Abstract
Eosinophilic myocarditis is a condition resulting from various eosinophilic diseases, including helminth infection, drug hypersensitivity, systemic vasculitis or idiopathic hypereosinophilic syndromes. Clinical manifestations of eosinophilic myocarditis may vary from early necrosis to endomyocardial fibrosis. Eosinophilic myocarditis is one of the most fatal complications of hypereosinophilia. However, eosinophilic myocarditis has been rarely reported in the literature, particularly in Asia Pacific regions, reflecting the under-recognition of the disease among clinicians. Early recognition is crucial for improving clinical outcomes of eosinophilic myocarditis. Early administration of systemic corticosteroid is necessary in eosinophilic myocarditis regardless of underlying causes, as delayed treatment may result in fatal outcomes. In addition, differential diagnoses of underlying causes for eosinophilia are necessary to improve long-term outcomes.
Eosinophilic myocarditis is a condition resulting from various eosinophilic diseases, including helminth infection, drug hypersensitivity, systemic vasculitis or idiopathic hypereosinophilic syndromes (HES). Clinical manifestations of eosinophilic myocarditis may vary from early necrosis to endomyocardial fibrosis. Eosinophilic myocarditis is one of the most fatal complications of hypereosinophilia [1]. However, eosinophilic myocarditis has been rarely reported in the literature, particularly in Asia Pacific regions, reflecting the under-recognition of the disease among clinicians. In this case report, we present four cases of eosinophilic myocarditis from a single center, along with literature review.

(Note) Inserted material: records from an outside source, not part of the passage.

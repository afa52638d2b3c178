// Copyright (c) 2025 Erick Bourgeois, firestoned
// SPDX-License-Identifier: MIT

//! Placement planning for network slice intents.
//!
//! The planner is a pure function of its inputs: the same intent and the same
//! site snapshot always produce the same decision vector. For every function
//! it scores every candidate site and picks the highest-scoring site that
//! satisfies all hard constraints; ties break on lexicographic site id so the
//! output is fully deterministic.
//!
//! # Hard constraints
//!
//! Any failure disqualifies a site:
//!
//! - cloud type matches the function's hint, when one is given
//! - remaining capacity covers the function's resource floor (accounting for
//!   functions already placed on that site within this plan)
//! - explicit site/region/zone pins match
//! - required affinity/anti-affinity rules against already-placed functions
//! - the site's hosting cluster is in the intent's target-cluster list, when
//!   one is given
//!
//! # Scoring
//!
//! A weighted sum, clamped to [0, 100]: latency fit (weighted by slice type),
//! capacity headroom, a cloud-type preference bonus and a geographic-affinity
//! term for paired functions.

pub mod geo;

use crate::crd::{
    AffinityMode, NetworkFunctionSpec, NetworkFunctionType, NetworkSliceIntentSpec,
    PlacementDecision, SliceType,
};
use crate::errors::IntentError;
use crate::inventory::Site;
use crate::qos;
use std::collections::BTreeMap;
use tracing::debug;

/// Weight of the capacity-headroom term in the placement score.
const HEADROOM_WEIGHT: f64 = 0.3;

/// Bonus for matching the requested cloud type.
const CLOUD_TYPE_BONUS: f64 = 20.0;

/// Built-in pairing used for geographic affinity when a function declares no
/// explicit rules: the user plane follows its radio, session control follows
/// mobility control, the distributed unit follows its centralized unit.
fn default_pairing(function: NetworkFunctionType) -> Option<NetworkFunctionType> {
    match function {
        NetworkFunctionType::Upf => Some(NetworkFunctionType::Gnb),
        NetworkFunctionType::Smf => Some(NetworkFunctionType::Amf),
        NetworkFunctionType::Du => Some(NetworkFunctionType::Cu),
        _ => None,
    }
}

/// Per-site resources consumed by functions placed earlier in this plan.
#[derive(Default, Clone, Copy)]
struct Allocated {
    cpu_cores: f64,
    memory_gb: f64,
    storage_gb: f64,
}

/// Why a site was disqualified; folded into the unplaceable reason.
#[derive(Debug, PartialEq, Eq)]
enum Disqualification {
    CloudTypeMismatch,
    InsufficientCapacity,
    PinMismatch,
    AffinityViolation,
    NoHostingCluster,
    ClusterNotTargeted,
}

impl Disqualification {
    fn describe(&self) -> &'static str {
        match self {
            Disqualification::CloudTypeMismatch => "wrong cloud type",
            Disqualification::InsufficientCapacity => "insufficient capacity",
            Disqualification::PinMismatch => "site/region/zone pin mismatch",
            Disqualification::AffinityViolation => "affinity constraint violated",
            Disqualification::NoHostingCluster => "no hosting cluster",
            Disqualification::ClusterNotTargeted => "cluster not in target list",
        }
    }
}

/// Check every hard constraint for `site`, returning the first failure.
fn disqualify(
    site: &Site,
    function: &NetworkFunctionSpec,
    target_clusters: Option<&Vec<String>>,
    allocated: &BTreeMap<String, Allocated>,
    placed: &[(NetworkFunctionType, String)],
) -> Option<Disqualification> {
    // A site the publisher cannot deliver packages to is never a candidate.
    let Some(cluster) = site.cluster() else {
        return Some(Disqualification::NoHostingCluster);
    };

    if let Some(targets) = target_clusters {
        if !targets.iter().any(|t| t == cluster) {
            return Some(Disqualification::ClusterNotTargeted);
        }
    }

    if let Some(cloud_type) = function.placement.cloud_type {
        if site.cloud_type != cloud_type.to_string() {
            return Some(Disqualification::CloudTypeMismatch);
        }
    }

    if let Some(pin) = &function.placement.site {
        if pin != &site.id && pin != &site.name {
            return Some(Disqualification::PinMismatch);
        }
    }
    if let Some(region) = &function.placement.region {
        if site.region() != Some(region.as_str()) {
            return Some(Disqualification::PinMismatch);
        }
    }
    if let Some(zone) = &function.placement.zone {
        if site.zone() != Some(zone.as_str()) {
            return Some(Disqualification::PinMismatch);
        }
    }

    let used = allocated.get(&site.id).copied().unwrap_or_default();
    let floor = &function.resources;
    if site.capacity.cpu_cores - used.cpu_cores < floor.cpu_cores
        || site.capacity.memory_gb - used.memory_gb < floor.memory_gb
        || site.capacity.storage_gb - used.storage_gb < floor.storage_gb
    {
        return Some(Disqualification::InsufficientCapacity);
    }

    if let Some(rules) = &function.placement.affinity {
        for rule in rules.iter().filter(|r| r.required) {
            // A required rule only binds once the target function is placed;
            // placement order in the intent's function list governs this.
            for (placed_type, placed_site) in placed {
                if *placed_type != rule.target {
                    continue;
                }
                let same_site = placed_site == &site.id;
                let violated = match rule.mode {
                    AffinityMode::Affinity => !same_site,
                    AffinityMode::AntiAffinity => same_site,
                };
                if violated {
                    return Some(Disqualification::AffinityViolation);
                }
            }
        }
    }

    None
}

/// Score one candidate site for one function. Returns the score and its
/// justification strings.
fn score_site(
    site: &Site,
    function: &NetworkFunctionSpec,
    slice_type: SliceType,
    allocated: &BTreeMap<String, Allocated>,
    placed: &[(NetworkFunctionType, String)],
    sites_by_id: &BTreeMap<&str, &Site>,
) -> (f64, Vec<String>) {
    let mut justification = Vec::new();

    // Latency fit, weighted by how much the slice type cares.
    let required_ms = qos::required_latency_ms(slice_type);
    let fit = (1.0 - site.latency_class_ms / required_ms).clamp(0.0, 1.0);
    let latency_term = 100.0 * fit * qos::latency_weight(slice_type);
    if site.latency_class_ms <= required_ms {
        justification.push(format!(
            "latency budget met ({}ms <= {}ms)",
            site.latency_class_ms, required_ms
        ));
    } else {
        justification.push(format!(
            "latency budget exceeded ({}ms > {}ms)",
            site.latency_class_ms, required_ms
        ));
    }

    // Capacity headroom over CPU and memory, averaged.
    let used = allocated.get(&site.id).copied().unwrap_or_default();
    let cpu_headroom = 1.0 - used.cpu_cores / site.capacity.cpu_cores;
    let mem_headroom = 1.0 - used.memory_gb / site.capacity.memory_gb;
    let headroom = (cpu_headroom + mem_headroom) / 2.0;
    let headroom_term = 100.0 * headroom.clamp(0.0, 1.0) * HEADROOM_WEIGHT;
    justification.push(format!("capacity headroom {:.0}%", headroom * 100.0));

    // Cloud-type preference.
    let cloud_term = match function.placement.cloud_type {
        Some(ct) if site.cloud_type == ct.to_string() => {
            justification.push(format!("cloud type {ct} matches request"));
            CLOUD_TYPE_BONUS
        }
        _ => 0.0,
    };

    // Geographic affinity toward the paired function's site. Explicit
    // preferred rules win over the built-in pairing.
    let paired = function
        .placement
        .affinity
        .as_ref()
        .and_then(|rules| {
            rules
                .iter()
                .find(|r| !r.required && r.mode == AffinityMode::Affinity)
                .map(|r| r.target)
        })
        .or_else(|| default_pairing(function.r#type));

    let geo_term = paired
        .and_then(|target| {
            placed
                .iter()
                .find(|(placed_type, _)| *placed_type == target)
                .and_then(|(_, placed_site_id)| sites_by_id.get(placed_site_id.as_str()))
                .map(|paired_site| {
                    let km = geo::great_circle_km(site.coordinates, paired_site.coordinates);
                    if paired_site.id == site.id {
                        justification.push(format!("co-located with {target} at {}", site.id));
                    } else {
                        justification.push(format!("{km:.0}km from paired {target}"));
                    }
                    geo::affinity_score(km)
                })
        })
        .unwrap_or(0.0);

    let score = (latency_term + headroom_term + cloud_term + geo_term).clamp(0.0, 100.0);
    (score, justification)
}

/// Compute one placement decision per network function.
///
/// Decisions come back in the intent's function order. The planner never
/// partially commits: the first function with no qualifying site aborts the
/// whole plan with [`IntentError::Unplaceable`].
///
/// # Errors
///
/// Returns [`IntentError::Unplaceable`] naming the offending function when no
/// site satisfies its hard constraints, or [`IntentError::Validation`] when
/// the QoS profile cannot be parsed (the engine validates before planning, so
/// this indicates a spec edit race).
pub fn plan(
    spec: &NetworkSliceIntentSpec,
    sites: &[Site],
) -> Result<Vec<PlacementDecision>, IntentError> {
    let slice_type = spec.qos_profile.slice_type.unwrap_or(SliceType::Balanced);
    // Parsing is re-checked so the planner stays a total function of its inputs.
    qos::parse_latency_ms(&spec.qos_profile.latency)?;

    let sites_by_id: BTreeMap<&str, &Site> = sites.iter().map(|s| (s.id.as_str(), s)).collect();

    let mut allocated: BTreeMap<String, Allocated> = BTreeMap::new();
    let mut placed: Vec<(NetworkFunctionType, String)> = Vec::new();
    let mut decisions = Vec::with_capacity(spec.network_functions.len());

    for function in &spec.network_functions {
        let mut disqualified: Vec<(&Site, Disqualification)> = Vec::new();
        let mut candidates: Vec<(&Site, f64, Vec<String>)> = Vec::new();

        for site in sites {
            match disqualify(
                site,
                function,
                spec.target_clusters.as_ref(),
                &allocated,
                &placed,
            ) {
                Some(reason) => disqualified.push((site, reason)),
                None => {
                    let (score, justification) = score_site(
                        site,
                        function,
                        slice_type,
                        &allocated,
                        &placed,
                        &sites_by_id,
                    );
                    candidates.push((site, score, justification));
                }
            }
        }

        // Highest score wins; lexicographic site id breaks ties.
        candidates.sort_by(|(a_site, a_score, _), (b_site, b_score, _)| {
            b_score
                .total_cmp(a_score)
                .then_with(|| a_site.id.cmp(&b_site.id))
        });

        let Some((site, score, justification)) = candidates.into_iter().next() else {
            let mut counts: BTreeMap<&'static str, usize> = BTreeMap::new();
            for (_, reason) in &disqualified {
                *counts.entry(reason.describe()).or_default() += 1;
            }
            let summary = counts
                .iter()
                .map(|(reason, count)| format!("{count} {reason}"))
                .collect::<Vec<_>>()
                .join(", ");
            return Err(IntentError::Unplaceable {
                function: function.r#type.to_string(),
                reason: format!(
                    "no site satisfies hard constraints ({} candidates: {summary})",
                    disqualified.len()
                ),
            });
        };

        debug!(
            function = %function.r#type,
            site = %site.id,
            score = score,
            "Placed function"
        );

        let entry = allocated.entry(site.id.clone()).or_default();
        entry.cpu_cores += function.resources.cpu_cores;
        entry.memory_gb += function.resources.memory_gb;
        entry.storage_gb += function.resources.storage_gb;
        placed.push((function.r#type, site.id.clone()));

        decisions.push(PlacementDecision {
            function: function.r#type,
            site: site.id.clone(),
            // Hosting cluster presence is a hard constraint, checked above.
            cluster: site.cluster().unwrap_or_default().to_string(),
            score,
            constraints_met: true,
            justification,
        });
    }

    Ok(decisions)
}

A 21-year-old man was referred to hospital due to recent dyspnea and chest pain for 2 weeks. He had a previous history of atopic dermatitis during infancy, but did not take any recent medications. He denied ingestion of any raw meat, freshwater fish, or liver. He was acute looking, and had bilateral crackles and jugular venous engorgement. Blood pressure (BP) was 84/53 mmHg, pulse rate (PR) was 104/min, respiratory rate (RR) was 16-22/min, body temperature (BT) was 37.2℃. Initial blood tests revealed elevated cardiac enzymes (creatine kinase-myoglobin [CK-MB], 10.5 g/mL [normal range, 0-2.8 ng/mL], and troponin I, 0.09 ng/mL [normal range, 0-0.045 ng/mL]) and brain natriuretic peptide (BNP, 2,824 pg/mL [normal range, 0-88 pg/mL]). Initial emergent complete blood count (CBC) showed blood eosinophil count was within normal range (495/µL) with marked leukocytosis (21,500/µL). However, revealed persistent eosinophilia (810/µL on day 3; 1,485/µL on day 5; 1,960/µL on day 6). Coronary angiography was unremarkable, and transthoracic echocardiography revealed biventricular dysfunction with decreased ejection fraction (EF) of 35%-40%, increased left ventricle (LV) wall thickness, and dilated LV (LV end diastolic diameter, 58 mm). Then initial presumptive diagnosis was made as acute viral myocarditis. However, as blood hypereosinophilia was detected, eosinophilic myocarditis was suspected. Endomyocardial biopsy confirmed the diagnosis, demonstrating myocardial disarray, and diffuse eosinophilic infiltration in myocardial tissues (Fig. 1). Serum total IgE was 214 U/mL (normal range, 0-100 U/mL) and eosinophil cationic protein (ECP) levels were >200 µg/L (normal range, 2-18 µg/L). Antineutrophilic cytoplasmic antibody was negative (Table 1). PDGFRβ(5q33) and CHIC2 del(4)(q12q12) fluorescence in situ hybridization were negative. Thus, intravenous prednisolone 60 mg was started, and blood eosinophil counts and dyspnea began to improve. In a month, he discharged with full recovery in LV functions.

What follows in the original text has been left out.